Beginning to Balance

Executives need to remind themselves that their own personal well-being is at least as important as the work. “There is overwhelming data on how harmful overworking is to a person’s mental and physical health, and how it can make you less productive and more error prone,” says Francks. “A stressed-out leader who can’t find time for themselves or their family is not doing themselves or the association any favors—and is not setting a good example for the members.”

“I am a work in progress,” admits Duncan MacKenzie, RCE, CEO of New York State Association of REALTORS® in Albany. Golf, a sport he began playing as a kid with his dad, can bring comfort and a sense of perspective about challenges in the office. “Just like in golf, workplace mistakes that aren’t reckless or intentional are learning experiences,” he says. “I always give my staff another shot.”

The COVID-19 pandemic drove home the importance of the sport to MacKenzie’s mental well-being. When golf courses were approved for use after New York state’s order to isolate, MacKenzie was on a course on opening day. “After that round and a small return to normalcy, I had a sense that I was going to get through everything without losing my mind.”

Genevieve Hawkins, executive leader and author of Mentally at Work, reminds leaders that what works for one person won’t work for everyone. She points out that there are four important aspects of decompressing:

  • Physical—Exercise or enjoy a sport, even simply walking the dog or taking a brisk walk around the block, if time is limited.
  • Emotional—Laughter is the best medicine in this category and can be found by spending time with a friend, watching comedy shows or reading a humorous book.
  • Mental—Focus on projects or events outside of work, journaling, playing cards or gardening.
  • Spiritual—Connect to something greater than ourselves. This can include nature-based activities such as forest bathing, the Japanese practice of immersing oneself in a tree-filled space; listening to mood-shifting music; or practicing mindfulness or meditation.
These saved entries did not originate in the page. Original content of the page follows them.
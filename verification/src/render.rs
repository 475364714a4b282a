//! Pure projection of UI state into displayable alerts and badges.

use legit_types::ProductDetails;
use legit_utils::{format_timestamp, truncate_middle};
use serde::Serialize;

use crate::outcome::{Severity, SuspicionReason, VerificationOutcome};
use crate::state::{BadgeState, UiState};

pub const INVALID_INPUT_MESSAGE: &str = "Please enter a Product ID";
pub const NOT_FOUND_MESSAGE: &str =
    "Product not found. This product may be counterfeit or not registered.";
pub const SERVER_ERROR_MESSAGE: &str = "Error verifying product. Please try again later.";

/// Leading and trailing characters kept when shortening ledger addresses.
const ADDRESS_HEAD: usize = 10;
const ADDRESS_TAIL: usize = 5;

/// A visible alert panel.
#[derive(Clone, Debug, PartialEq, Eq, Serialize)]
pub struct AlertView {
    pub severity: Severity,
    /// CSS class of the alert element, e.g. `alert alert-success`.
    pub class: String,
    /// Message lines joined with `\n`.
    pub message: String,
}

/// A visible product badge.
#[derive(Clone, Debug, PartialEq, Eq, Serialize)]
pub struct BadgeView {
    pub class: &'static str,
    pub label: &'static str,
}

/// Render a slot. `Idle` renders nothing (the panel stays hidden).
pub fn render_alert(state: &UiState) -> Option<AlertView> {
    let (severity, message) = match state {
        UiState::Idle => return None,
        UiState::Loading { message } => (Severity::Info, message.clone()),
        UiState::Result { outcome, severity } => (*severity, outcome_message(outcome)),
    };
    Some(AlertView {
        severity,
        class: format!("alert alert-{severity}"),
        message,
    })
}

/// Render a badge. `Hidden` renders nothing.
pub fn render_badge(badge: BadgeState) -> Option<BadgeView> {
    match badge {
        BadgeState::Hidden => None,
        BadgeState::LegitVerified => Some(BadgeView {
            class: "legit-badge",
            label: "LEGIT VERIFIED",
        }),
        BadgeState::Suspicious => Some(BadgeView {
            class: "suspicious-badge",
            label: "SUSPICIOUS",
        }),
    }
}

fn outcome_message(outcome: &VerificationOutcome) -> String {
    match outcome {
        VerificationOutcome::Legit(details) => legit_message(details),
        VerificationOutcome::InvalidInput => INVALID_INPUT_MESSAGE.to_string(),
        VerificationOutcome::NotFoundOrSuspicious { reason } => match reason {
            SuspicionReason::NotFound => NOT_FOUND_MESSAGE.to_string(),
            // Silent reasons never reach a Result state; share the generic text.
            SuspicionReason::ServerError
            | SuspicionReason::NetworkError
            | SuspicionReason::MalformedResponse => SERVER_ERROR_MESSAGE.to_string(),
        },
    }
}

fn legit_message(details: &ProductDetails) -> String {
    [
        "✅ LEGIT VERIFIED".to_string(),
        format!("Product ID: {}", details.product_id),
        format!(
            "Manufacturer: {}",
            truncate_middle(&details.manufacturer, ADDRESS_HEAD, ADDRESS_TAIL)
        ),
        format!(
            "Current Owner: {}",
            truncate_middle(&details.current_owner, ADDRESS_HEAD, ADDRESS_TAIL)
        ),
        format!("Registered: {}", format_timestamp(details.registered_at)),
        String::new(),
        "Verified on Stellar/Soroban blockchain".to_string(),
    ]
    .join("\n")
}

#[cfg(test)]
mod tests {
    use super::*;
    use legit_types::Timestamp;

    fn nike() -> ProductDetails {
        ProductDetails {
            product_id: "NIKE-AIR-123456".into(),
            manufacturer: "GABCDEFGHIJKLMNOPQRSTUVWX".into(),
            current_owner: "GXYZ1234567890ABCDE".into(),
            registered_at: Timestamp::new(1_700_000_000),
        }
    }

    #[test]
    fn idle_renders_nothing() {
        assert_eq!(render_alert(&UiState::Idle), None);
    }

    #[test]
    fn loading_renders_info_alert() {
        let alert = render_alert(&UiState::loading()).unwrap();
        assert_eq!(alert.class, "alert alert-info");
        assert_eq!(alert.message, "Verifying product on blockchain...");
    }

    #[test]
    fn legit_message_shortens_addresses_and_formats_date() {
        let state = UiState::for_outcome(&VerificationOutcome::Legit(nike())).unwrap();
        let alert = render_alert(&state).unwrap();

        assert_eq!(alert.class, "alert alert-success");
        assert!(alert.message.starts_with("✅ LEGIT VERIFIED"));
        assert!(alert.message.contains("Product ID: NIKE-AIR-123456"));
        assert!(alert.message.contains("Manufacturer: GABCDEFGHI...TUVWX"));
        assert!(alert.message.contains("Current Owner: GXYZ123456...ABCDE"));
        assert!(alert.message.contains("Registered: 2023-11-14 22:13:20 UTC"));
        assert!(alert
            .message
            .ends_with("Verified on Stellar/Soroban blockchain"));
    }

    #[test]
    fn failures_render_danger_messages() {
        let not_found = UiState::for_outcome(&VerificationOutcome::not_found()).unwrap();
        let alert = render_alert(&not_found).unwrap();
        assert_eq!(alert.class, "alert alert-danger");
        assert_eq!(alert.message, NOT_FOUND_MESSAGE);

        let server = UiState::for_outcome(&VerificationOutcome::server_error()).unwrap();
        assert_eq!(render_alert(&server).unwrap().message, SERVER_ERROR_MESSAGE);
    }

    #[test]
    fn invalid_input_renders_warning() {
        let state = UiState::for_outcome(&VerificationOutcome::InvalidInput).unwrap();
        let alert = render_alert(&state).unwrap();
        assert_eq!(alert.class, "alert alert-warning");
        assert_eq!(alert.message, INVALID_INPUT_MESSAGE);
    }

    #[test]
    fn badges_render_labels() {
        assert_eq!(render_badge(BadgeState::Hidden), None);
        assert_eq!(
            render_badge(BadgeState::LegitVerified),
            Some(BadgeView {
                class: "legit-badge",
                label: "LEGIT VERIFIED"
            })
        );
        assert_eq!(render_badge(BadgeState::Suspicious).unwrap().label, "SUSPICIOUS");
    }
}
Love Yourself More than Work

Many activities can touch more than one of these four categories and help an executive decompress. “There can be a risk, when we love our work, that we get lost in it,” says Hawkins. “You need others around you who can call you on it. You want friends who can appreciate the energy that work might bring but also hold you to account for spending time with them.”

“You often hear among the CEO crowd that our work is our hobby. The reality of it is that this job is stressful,” admits Andrea Bushnell, RCE, CEO of North Carolina Association of REALTORS®. “We have times when things are just insanely busy, and it is stressful when you can’t ever see the end of your to-do list. You’ll have days where you look at your list and you have not done one thing. But you write down six things just so you can check them off so that you feel accomplished.”

Bushnell took up tennis to decompress from work and heal from hip problems that had left her relatively immobile, leading to a hip replacement. “I was having a glass or two of wine while my husband was out playing tennis and being healthy,” she says. “[Then] I was sitting at my desk one day, and I was thinking, ‘If somebody were chasing me, could I run away from them?’ I decided that I was going to take up tennis. It’s freeing, almost a relief.”

Pace Yourself

For hikers, a common expression is “Hike your own hike.” “[That] applies to work, too,” says Butts. “Many association executives start to feel burnout the first year on the job, and they need to embrace that they are hiking their own hike—not their predecessors’ and not the hike of other association executives.

“We each need to pace ourselves, figure out how to breathe, take a break when it is needed, prepare for problems and set our own victories.”

Rosie Wolf Williams is a writer whose work has appeared in USA Weekend, Woman’s Day, AARP the Magazine and elsewhere.